In the deeper southern swamps there are fewer species of flora.
Climax species include Crudia glaberrima, arapari (Macrolobium acaciifolium) and piritu (Bactris maraja).

Swamp woods in shallower waters often contains stands with one or two dominant tree species.
These include purple coraltree (Erythrina fusca), dragon blood tree (Pterocarpus officinalis) growing with white cedar (Tabebuia insignis), and paradise plum (Chrysobalanus icaco) growing with pond apple (Annona glabra), buriti palm (Mauritia flexuosa) or mulato tree (Triplaris surinamensis).
The northern scrub and herbaceous swamps are often dominated by a few plants such as southern cattail (Typha domingensis), southern cutgrass (Leersia hexandra) and piripiri (Cyperus giganteus) in the north and giant spikerush (Eleocharis interstincta), burr sedge (Lagenocarpus guianensis) and golden beaksedge (Rhynchospora corymbosa) in the south.

===Fauna===

The ecoregion has fairly diverse mammals, but no endemic species have been identified.
Primates include red-handed tamarin (Saguinus midas), common squirrel monkey (Saimiri sciureus), white-faced saki (Pithecia pithecia), tufted capuchin (Sapajus apella) and Venezuelan red howler (Alouatta seniculus).
Other large mammals include West Indian manatee (Trichechus manatus), giant otter (Pteronura brasiliensis) and jaguar (Panthera onca).

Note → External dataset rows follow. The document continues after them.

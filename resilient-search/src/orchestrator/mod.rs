//! Search orchestrator: guarded fan-out, dedup, scoring, ranking.
//!
//! This module fans a query out to every provider concurrently, merges the
//! successful lists by normalised URL, interleaves them across providers so
//! no single provider dominates, and reports per-provider status.

pub mod dedup;
pub mod rank;
pub mod scoring;
pub mod search;
pub mod url_normalize;

pub use search::SearchOrchestrator;
//! URL normalisation for cross-provider deduplication.
//!
//! Two providers frequently return the same page under slightly different
//! URLs (a trailing slash, different capitalisation, a tracking parameter,
//! a fragment). [`dedup_key`] maps all of those to one string.

use url::Url;

/// Tracking query parameters that are stripped during normalisation.
const TRACKING_PARAMS: &[&str] = &[
    "utm_source",
    "utm_medium",
    "utm_campaign",
    "utm_term",
    "utm_content",
    "fbclid",
    "gclid",
    "ref",
    "si",
    "feature",
];

/// Build the dedup key for a result URL.
///
/// Canonicalises the URL with [`canonicalize`], then trims trailing slashes
/// and lowercases the whole string. Inputs that do not parse as URLs get
/// only the trim and lowercase.
///
/// # Examples
///
/// ```
/// use resilient_search::orchestrator::url_normalize::dedup_key;
///
/// assert_eq!(dedup_key("https://X.com/a/"), dedup_key("https://x.com/a"));
/// ```
pub fn dedup_key(raw: &str) -> String {
    let canonical = canonicalize(raw.trim()).unwrap_or_else(|| raw.trim().to_string());
    canonical.trim_end_matches('/').to_lowercase()
}

/// Canonicalise a URL, or `None` if it cannot be parsed.
///
/// 1. Scheme and host are lowercased by the parser.
/// 2. Default ports (`:80` for HTTP, `:443` for HTTPS) are removed.
/// 3. Known tracking parameters (UTM, fbclid, gclid, ...) are dropped.
/// 4. Remaining query parameters are sorted by key, then value.
/// 5. The fragment is removed.
pub fn canonicalize(raw: &str) -> Option<String> {
    let mut parsed = Url::parse(raw).ok()?;

    parsed.set_fragment(None);

    if matches!(
        (parsed.scheme(), parsed.port()),
        ("http", Some(80)) | ("https", Some(443))
    ) {
        let _ = parsed.set_port(None);
    }

    let mut params: Vec<(String, String)> = parsed
        .query_pairs()
        .filter(|(key, _)| !TRACKING_PARAMS.contains(&key.to_lowercase().as_str()))
        .map(|(k, v)| (k.into_owned(), v.into_owned()))
        .collect();
    params.sort();

    if params.is_empty() {
        parsed.set_query(None);
    } else {
        parsed.query_pairs_mut().clear().extend_pairs(&params);
    }

    Some(parsed.to_string())
}

#[cfg(test)]
mod tests {
    use super::*;

    #[test]
    fn trailing_slash_variants_share_a_key() {
        assert_eq!(dedup_key("https://x.com/a"), dedup_key("https://x.com/a/"));
    }

    #[test]
    fn key_is_fully_lowercased() {
        assert_eq!(dedup_key("HTTPS://Example.COM/Path"), "https://example.com/path");
    }

    #[test]
    fn bare_host_and_root_slash_share_a_key() {
        assert_eq!(dedup_key("https://a.com"), dedup_key("https://a.com/"));
    }

    #[test]
    fn removes_default_ports() {
        assert_eq!(dedup_key("http://example.com:80/path"), "http://example.com/path");
        assert_eq!(dedup_key("https://example.com:443/path"), "https://example.com/path");
    }

    #[test]
    fn preserves_non_default_port() {
        assert_eq!(dedup_key("https://example.com:8080/path"), "https://example.com:8080/path");
    }

    #[test]
    fn sorts_query_params() {
        assert_eq!(
            dedup_key("https://example.com/search?z=1&a=2&m=3"),
            "https://example.com/search?a=2&m=3&z=1"
        );
    }

    #[test]
    fn strips_tracking_params_and_fragment() {
        assert_eq!(
            dedup_key("https://example.com/page?q=rust&utm_source=google&fbclid=abc#top"),
            "https://example.com/page?q=rust"
        );
    }

    #[test]
    fn tracking_param_keys_matched_case_insensitively() {
        assert_eq!(
            dedup_key("https://example.com/page?UTM_Source=x"),
            "https://example.com/page"
        );
    }

    #[test]
    fn unparseable_input_is_trimmed_and_lowercased() {
        assert_eq!(dedup_key("a.com/"), "a.com");
        assert_eq!(dedup_key("Not A URL"), "not a url");
    }

    #[test]
    fn empty_string_stays_empty() {
        assert_eq!(dedup_key(""), "");
    }

    #[test]
    fn canonicalize_rejects_garbage() {
        assert!(canonicalize("not a url at all").is_none());
    }
}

The coastal plain is an important breeding, wintering and passage area for waterfowl such as scarlet ibis (Eudocimus ruber) and semipalmated sandpiper (Calidris pusilla).
Other birds include chestnut-bellied seed finch (Oryzoborus angolensis), ruddy-breasted seedeater (Sporophila minuta), slate-coloured seedeater (Sporophila schistacea), arrowhead piculet (Picumnus minutissimus), blood-coloured woodpecker (Veniliornis sanguineus) and crimson-hooded manakin (Pipra aureola).

==Status==

The World Wildlife Fund gives the ecoregion the status of "Vulnerable".
The swamp forests are inhospitable, so large areas are fairly intact.
However, they can be accessed via the waterways, roads and dykes for the purpose of logging and capturing primates and birds for sale as pets.
Threats come from grass and peat fires, draining the swamps for farming, damming the rivers to form reservoirs for agriculture, logging and firewood collection, subsistence hunting, bauxite mining and industry.
The forests are also damaged by urban sprawl, roads and canals, exotic plants and agrochemicals.
Protected areas include the Galibi, Wia Wia, Peruvia, Boven Coesewijne, Copi, and Wanekreek nature reserves.